Top of RECORDS PROVIDED
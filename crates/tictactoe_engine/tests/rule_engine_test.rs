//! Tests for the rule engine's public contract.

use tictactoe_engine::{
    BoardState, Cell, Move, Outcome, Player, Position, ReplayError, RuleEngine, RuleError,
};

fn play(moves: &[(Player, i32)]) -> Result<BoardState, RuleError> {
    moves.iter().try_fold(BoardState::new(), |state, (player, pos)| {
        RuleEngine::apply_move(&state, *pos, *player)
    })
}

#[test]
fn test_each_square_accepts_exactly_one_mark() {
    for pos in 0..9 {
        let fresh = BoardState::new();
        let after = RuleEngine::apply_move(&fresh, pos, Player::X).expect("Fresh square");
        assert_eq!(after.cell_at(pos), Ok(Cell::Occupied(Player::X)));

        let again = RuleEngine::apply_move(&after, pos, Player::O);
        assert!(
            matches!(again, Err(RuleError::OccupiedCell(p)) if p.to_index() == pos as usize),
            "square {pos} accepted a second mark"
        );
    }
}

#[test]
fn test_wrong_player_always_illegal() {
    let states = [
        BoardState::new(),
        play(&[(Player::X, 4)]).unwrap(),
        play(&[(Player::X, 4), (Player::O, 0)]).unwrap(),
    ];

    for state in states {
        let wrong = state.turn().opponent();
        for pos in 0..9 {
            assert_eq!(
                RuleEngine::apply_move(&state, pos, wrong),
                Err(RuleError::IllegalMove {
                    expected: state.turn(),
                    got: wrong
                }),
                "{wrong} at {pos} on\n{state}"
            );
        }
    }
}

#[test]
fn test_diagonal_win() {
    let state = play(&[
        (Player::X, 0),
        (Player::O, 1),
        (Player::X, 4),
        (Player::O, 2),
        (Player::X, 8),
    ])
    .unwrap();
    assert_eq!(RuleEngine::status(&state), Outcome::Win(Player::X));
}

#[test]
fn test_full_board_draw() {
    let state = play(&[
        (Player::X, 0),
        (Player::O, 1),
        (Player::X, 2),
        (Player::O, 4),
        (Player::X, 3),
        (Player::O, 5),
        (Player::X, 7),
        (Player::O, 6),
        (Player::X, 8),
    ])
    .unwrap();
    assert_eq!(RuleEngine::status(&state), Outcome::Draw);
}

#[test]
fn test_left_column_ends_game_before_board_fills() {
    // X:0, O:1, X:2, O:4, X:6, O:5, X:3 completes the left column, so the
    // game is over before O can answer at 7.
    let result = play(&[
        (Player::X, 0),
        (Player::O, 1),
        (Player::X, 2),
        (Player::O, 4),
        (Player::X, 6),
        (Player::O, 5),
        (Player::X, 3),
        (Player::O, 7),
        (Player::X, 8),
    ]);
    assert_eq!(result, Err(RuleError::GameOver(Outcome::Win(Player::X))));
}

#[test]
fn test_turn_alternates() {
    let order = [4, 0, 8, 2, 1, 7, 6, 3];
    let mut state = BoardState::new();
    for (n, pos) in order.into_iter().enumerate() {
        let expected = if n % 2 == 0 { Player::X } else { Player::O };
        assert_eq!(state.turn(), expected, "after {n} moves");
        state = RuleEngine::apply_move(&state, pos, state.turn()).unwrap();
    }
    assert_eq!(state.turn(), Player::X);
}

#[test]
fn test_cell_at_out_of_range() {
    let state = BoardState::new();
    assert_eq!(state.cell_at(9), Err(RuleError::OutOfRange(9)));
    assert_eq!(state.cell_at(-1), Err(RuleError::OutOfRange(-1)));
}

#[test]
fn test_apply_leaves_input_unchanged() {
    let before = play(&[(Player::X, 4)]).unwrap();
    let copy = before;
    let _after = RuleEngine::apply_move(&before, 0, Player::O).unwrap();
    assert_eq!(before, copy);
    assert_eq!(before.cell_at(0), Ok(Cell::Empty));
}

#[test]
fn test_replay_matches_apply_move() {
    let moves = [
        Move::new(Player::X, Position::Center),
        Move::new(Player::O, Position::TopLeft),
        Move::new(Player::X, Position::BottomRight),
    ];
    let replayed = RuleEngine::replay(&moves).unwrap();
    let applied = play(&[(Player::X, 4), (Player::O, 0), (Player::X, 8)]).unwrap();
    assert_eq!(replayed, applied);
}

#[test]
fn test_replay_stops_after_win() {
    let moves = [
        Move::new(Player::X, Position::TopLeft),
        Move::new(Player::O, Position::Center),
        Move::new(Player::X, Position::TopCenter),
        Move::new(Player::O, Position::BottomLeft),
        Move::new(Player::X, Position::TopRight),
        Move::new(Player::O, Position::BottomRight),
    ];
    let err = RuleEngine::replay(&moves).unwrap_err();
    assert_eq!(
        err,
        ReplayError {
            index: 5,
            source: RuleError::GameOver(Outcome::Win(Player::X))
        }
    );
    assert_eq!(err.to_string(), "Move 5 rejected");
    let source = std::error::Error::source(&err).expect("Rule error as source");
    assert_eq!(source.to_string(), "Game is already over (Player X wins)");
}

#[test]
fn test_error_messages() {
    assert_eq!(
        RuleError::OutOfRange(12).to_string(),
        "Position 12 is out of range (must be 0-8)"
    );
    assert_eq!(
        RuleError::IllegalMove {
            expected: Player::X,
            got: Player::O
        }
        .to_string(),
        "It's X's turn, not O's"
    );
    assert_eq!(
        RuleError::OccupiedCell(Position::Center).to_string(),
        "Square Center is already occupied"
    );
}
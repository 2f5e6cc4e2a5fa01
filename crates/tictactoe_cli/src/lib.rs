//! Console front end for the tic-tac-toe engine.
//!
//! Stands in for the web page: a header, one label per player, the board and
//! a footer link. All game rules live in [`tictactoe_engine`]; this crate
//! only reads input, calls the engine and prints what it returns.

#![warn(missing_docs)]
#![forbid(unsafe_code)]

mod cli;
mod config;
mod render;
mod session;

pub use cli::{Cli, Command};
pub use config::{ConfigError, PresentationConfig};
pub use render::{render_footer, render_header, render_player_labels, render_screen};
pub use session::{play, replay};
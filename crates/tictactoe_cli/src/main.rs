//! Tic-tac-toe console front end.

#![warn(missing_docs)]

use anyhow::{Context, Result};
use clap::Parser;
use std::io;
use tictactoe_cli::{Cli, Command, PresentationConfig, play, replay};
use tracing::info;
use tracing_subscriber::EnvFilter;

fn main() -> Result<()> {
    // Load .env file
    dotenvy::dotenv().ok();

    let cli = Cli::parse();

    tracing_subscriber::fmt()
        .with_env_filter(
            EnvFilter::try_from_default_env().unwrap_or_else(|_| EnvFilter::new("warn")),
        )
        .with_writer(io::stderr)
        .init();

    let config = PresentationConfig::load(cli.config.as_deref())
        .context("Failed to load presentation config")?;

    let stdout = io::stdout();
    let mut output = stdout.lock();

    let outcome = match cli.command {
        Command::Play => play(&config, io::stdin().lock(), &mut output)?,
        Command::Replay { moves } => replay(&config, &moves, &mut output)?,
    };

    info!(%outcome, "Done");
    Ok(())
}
Bottom of RECORDS PROVIDED
→ PROBLEM TO SOLVE
Restate the listing above word for word.

→ SOLUTION
filename crates/tictactoe_engine/tests/rule_engine_test.rs
//! Tests for the rule engine's public contract.

use tictactoe_engine::{
    BoardState, Cell, Move, Outcome, Player, Position, ReplayError, RuleEngine, RuleError,
};

fn play(moves: &[(Player, i32)]) -> Result<BoardState, RuleError> {
    moves.iter().try_fold(BoardState::new(), |state, (player, pos)| {
        RuleEngine::apply_move(&state, *pos, *player)
    })
}

#[test]
fn test_each_square_accepts_exactly_one_mark() {
    for pos in 0..9 {
        let fresh = BoardState::new();
        let after = RuleEngine::apply_move(&fresh, pos, Player::X).expect("Fresh square");
        assert_eq!(after.cell_at(pos), Ok(Cell::Occupied(Player::X)));

        let again = RuleEngine::apply_move(&after, pos, Player::O);
        assert!(
            matches!(again, Err(RuleError::OccupiedCell(p)) if p.to_index() == pos as usize),
            "square {pos} accepted a second mark"
        );
    }
}

#[test]
fn test_wrong_player_always_illegal() {
    let states = [
        BoardState::new(),
        play(&[(Player::X, 4)]).unwrap(),
        play(&[(Player::X, 4), (Player::O, 0)]).unwrap(),
    ];

    for state in states {
        let wrong = state.turn().opponent();
        for pos in 0..9 {
            assert_eq!(
                RuleEngine::apply_move(&state, pos, wrong),
                Err(RuleError::IllegalMove {
                    expected: state.turn(),
                    got: wrong
                }),
                "{wrong} at {pos} on\n{state}"
            );
        }
    }
}

#[test]
fn test_diagonal_win() {
    let state = play(&[
        (Player::X, 0),
        (Player::O, 1),
        (Player::X, 4),
        (Player::O, 2),
        (Player::X, 8),
    ])
    .unwrap();
    assert_eq!(RuleEngine::status(&state), Outcome::Win(Player::X));
}

#[test]
fn test_full_board_draw() {
    let state = play(&[
        (Player::X, 0),
        (Player::O, 1),
        (Player::X, 2),
        (Player::O, 4),
        (Player::X, 3),
        (Player::O, 5),
        (Player::X, 7),
        (Player::O, 6),
        (Player::X, 8),
    ])
    .unwrap();
    assert_eq!(RuleEngine::status(&state), Outcome::Draw);
}

#[test]
fn test_left_column_ends_game_before_board_fills() {
    // X:0, O:1, X:2, O:4, X:6, O:5, X:3 completes the left column, so the
    // game is over before O can answer at 7.
    let result = play(&[
        (Player::X, 0),
        (Player::O, 1),
        (Player::X, 2),
        (Player::O, 4),
        (Player::X, 6),
        (Player::O, 5),
        (Player::X, 3),
        (Player::O, 7),
        (Player::X, 8),
    ]);
    assert_eq!(result, Err(RuleError::GameOver(Outcome::Win(Player::X))));
}

#[test]
fn test_turn_alternates() {
    let order = [4, 0, 8, 2, 1, 7, 6, 3];
    let mut state = BoardState::new();
    for (n, pos) in order.into_iter().enumerate() {
        let expected = if n % 2 == 0 { Player::X } else { Player::O };
        assert_eq!(state.turn(), expected, "after {n} moves");
        state = RuleEngine::apply_move(&state, pos, state.turn()).unwrap();
    }
    assert_eq!(state.turn(), Player::X);
}

#[test]
fn test_cell_at_out_of_range() {
    let state = BoardState::new();
    assert_eq!(state.cell_at(9), Err(RuleError::OutOfRange(9)));
    assert_eq!(state.cell_at(-1), Err(RuleError::OutOfRange(-1)));
}

#[test]
fn test_apply_leaves_input_unchanged() {
    let before = play(&[(Player::X, 4)]).unwrap();
    let copy = before;
    let _after = RuleEngine::apply_move(&before, 0, Player::O).unwrap();
    assert_eq!(before, copy);
    assert_eq!(before.cell_at(0), Ok(Cell::Empty));
}

#[test]
fn test_replay_matches_apply_move() {
    let moves = [
        Move::new(Player::X, Position::Center),
        Move::new(Player::O, Position::TopLeft),
        Move::new(Player::X, Position::BottomRight),
    ];
    let replayed = RuleEngine::replay(&moves).unwrap();
    let applied = play(&[(Player::X, 4), (Player::O, 0), (Player::X, 8)]).unwrap();
    assert_eq!(replayed, applied);
}

#[test]
fn test_replay_stops_after_win() {
    let moves = [
        Move::new(Player::X, Position::TopLeft),
        Move::new(Player::O, Position::Center),
        Move::new(Player::X, Position::TopCenter),
        Move::new(Player::O, Position::BottomLeft),
        Move::new(Player::X, Position::TopRight),
        Move::new(Player::O, Position::BottomRight),
    ];
    let err = RuleEngine::replay(&moves).unwrap_err();
    assert_eq!(
        err,
        ReplayError {
            index: 5,
            source: RuleError::GameOver(Outcome::Win(Player::X))
        }
    );
    assert_eq!(err.to_string(), "Move 5 rejected");
    let source = std::error::Error::source(&err).expect("Rule error as source");
    assert_eq!(source.to_string(), "Game is already over (Player X wins)");
}

#[test]
fn test_error_messages() {
    assert_eq!(
        RuleError::OutOfRange(12).to_string(),
        "Position 12 is out of range (must be 0-8)"
    );
    assert_eq!(
        RuleError::IllegalMove {
            expected: Player::X,
            got: Player::O
        }
        .to_string(),
        "It's X's turn, not O's"
    );
    assert_eq!(
        RuleError::OccupiedCell(Position::Center).to_string(),
        "Square Center is already occupied"
    );
}
repository 2f5e6cc4e2a5fa01
filename crates/tictactoe_cli/src/lib.rs
//! Console front end for the tic-tac-toe engine.
//!
//! Stands in for the web page: a header, one label per player, the board and
//! a footer link. All game rules live in [`tictactoe_engine`]; this crate
//! only reads input, calls the engine and prints what it returns.

#![warn(missing_docs)]
#![forbid(unsafe_code)]

mod cli;
mod config;
mod render;
mod session;

pub use cli::{Cli, Command};
pub use config::{ConfigError, PresentationConfig};
pub use render::{render_footer, render_header, render_player_labels, render_screen};
pub use session::{play, replay};
filename crates/tictactoe_cli/src/main.rs
//! Tic-tac-toe console front end.

#![warn(missing_docs)]

use anyhow::{Context, Result};
use clap::Parser;
use std::io;
use tictactoe_cli::{Cli, Command, PresentationConfig, play, replay};
use tracing::info;
use tracing_subscriber::EnvFilter;

fn main() -> Result<()> {
    // Load .env file
    dotenvy::dotenv().ok();

    let cli = Cli::parse();

    tracing_subscriber::fmt()
        .with_env_filter(
            EnvFilter::try_from_default_env().unwrap_or_else(|_| EnvFilter::new("warn")),
        )
        .with_writer(io::stderr)
        .init();

    let config = PresentationConfig::load(cli.config.as_deref())
        .context("Failed to load presentation config")?;

    let stdout = io::stdout();
    let mut output = stdout.lock();

    let outcome = match cli.command {
        Command::Play => play(&config, io::stdin().lock(), &mut output)?,
        Command::Replay { moves } => replay(&config, &moves, &mut output)?,
    };

    info!(%outcome, "Done");
    Ok(())
}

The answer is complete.